Brain activity and medical diagnosis: an EEG study.

Autor: Ribas LM; School of Medicine, University of São Paulo and LIM 01-HCMFMUSP, Dr, Arnaldo 455, 01246-903, São Paulo, Brazil. edmassad@usp.br., Rocha FT, Ortega NR, da Rocha AF, Massad E
Jazyk: angličtina
Zdroj: BMC neuroscience [BMC Neurosci] 2013 Oct 01; Vol. 14, pp. 109. Date of Electronic Publication: 2013 Oct 01.
DOI: 10.1186/1471-2202-14-109
Abstrakt: Background: Despite new brain imaging techniques that have improved the study of the underlying processes of human decision-making, to the best of our knowledge, there have been very few studies that have attempted to investigate brain activity during medical diagnostic processing. We investigated brain electroencephalography (EEG) activity associated with diagnostic decision-making in the realm of veterinary medicine using X-rays as a fundamental auxiliary test. EEG signals were analysed using Principal Components (PCA) and Logistic Regression Analysis
Results: The principal component analysis revealed three patterns that accounted for 85% of the total variance in the EEG activity recorded while veterinary doctors read a clinical history, examined an X-ray image pertinent to a medical case, and selected among alternative diagnostic hypotheses. Two of these patterns are proposed to be associated with visual processing and the executive control of the task. The other two patterns are proposed to be related to the reasoning process that occurs during diagnostic decision-making.

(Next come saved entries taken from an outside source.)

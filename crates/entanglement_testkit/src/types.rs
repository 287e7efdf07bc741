//! Sample application types.
//!
//! Each type exercises a different corner of the engine: plain stored
//! objects, owner-assigned keys, transitions and unstored messages.

use entanglement_engine::{PrimaryKeys, ReceiveInfo, Registry, SyncObject, Syncable};
use serde::{Deserialize, Serialize};
use serde_json::{Map, Value};
use uuid::Uuid;

/// Name of the registry returned by [`sample_registry`].
pub const SAMPLE_REGISTRY: &str = "sample";

/// A stored object keyed by `id`.
#[derive(Debug, Clone, Default, PartialEq, Serialize, Deserialize)]
pub struct Widget {
    /// Primary key.
    pub id: u32,
    /// Display name.
    pub name: String,
    /// Arbitrary payload.
    pub size: u32,
}

impl Widget {
    /// A widget of size zero.
    pub fn new(id: u32, name: &str) -> Self {
        Self {
            id,
            name: name.to_string(),
            size: 0,
        }
    }

    /// The same widget with another size.
    pub fn sized(mut self, size: u32) -> Self {
        self.size = size;
        self
    }
}

impl Syncable for Widget {
    const SYNC_TYPE: &'static str = "Widget";
    const PRIMARY_KEYS: PrimaryKeys = PrimaryKeys::Fields(&["id"]);
}

/// A stored object whose key is chosen by its owner on create.
#[derive(Debug, Clone, Default, PartialEq, Serialize, Deserialize)]
pub struct Ticket {
    /// Primary key, assigned by the owner.
    pub id: String,
    /// Summary line.
    pub title: String,
}

impl Ticket {
    /// A ticket without an id.
    pub fn titled(title: &str) -> Self {
        Self {
            id: String::new(),
            title: title.to_string(),
        }
    }
}

impl Syncable for Ticket {
    const SYNC_TYPE: &'static str = "Ticket";
    const PRIMARY_KEYS: PrimaryKeys = PrimaryKeys::Fields(&["id"]);

    fn assign_primary_keys(attributes: &mut Map<String, Value>) {
        let unset = attributes.get("id").and_then(Value::as_str).map_or(true, str::is_empty);
        if unset {
            attributes.insert("id".into(), Value::String(Uuid::new_v4().to_string()));
        }
    }

    fn should_listen_primary_keys(obj: &SyncObject, _info: &ReceiveInfo) -> Option<bool> {
        Some(obj.get("id").and_then(Value::as_str).map_or(false, |id| id.starts_with("client-")))
    }
}

/// A transition-capable object.
#[derive(Debug, Clone, Default, PartialEq, Serialize, Deserialize)]
pub struct Dial {
    /// Primary key.
    pub id: u32,
    /// Current position.
    pub position: i32,
    /// Free-form label, never part of transitions.
    pub label: String,
}

impl Dial {
    /// A dial at `position`.
    pub fn at(id: u32, position: i32) -> Self {
        Self {
            id,
            position,
            label: String::new(),
        }
    }
}

impl Syncable for Dial {
    const SYNC_TYPE: &'static str = "Dial";
    const PRIMARY_KEYS: PrimaryKeys = PrimaryKeys::Fields(&["id"]);
    const TRANSITIONS: bool = true;

    fn transition_modified_attrs(_obj: &SyncObject) -> Option<Vec<String>> {
        Some(vec!["position".to_string()])
    }
}

/// An unstored message.
#[derive(Debug, Clone, Default, PartialEq, Serialize, Deserialize)]
pub struct Chat {
    /// Message text.
    pub text: String,
}

impl Syncable for Chat {
    const SYNC_TYPE: &'static str = "Chat";
    const PRIMARY_KEYS: PrimaryKeys = PrimaryKeys::Unique;
    const STORED: bool = false;
}

/// Registry with every sample type.
pub fn sample_registry() -> Registry {
    let mut registry = Registry::new(SAMPLE_REGISTRY);
    for result in [
        registry.register::<Widget>(),
        registry.register::<Ticket>(),
        registry.register::<Dial>(),
        registry.register::<Chat>(),
    ] {
        if let Err(e) = result {
            panic!("sample type failed to register: {e}");
        }
    }
    registry
}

Conclusions: PCA analysis was successful in disclosing the different patterns of brain activity associated with hypothesis triggering and handling (pattern P1); identification uncertainty and prevalence assessment (pattern P3), and hypothesis plausibility calculation (pattern P2); Logistic regression analysis was successful in disclosing the brain activity associated with clinical reasoning success, and together with regression analysis showed that clinical practice reorganizes the neural circuits supporting clinical reasoning.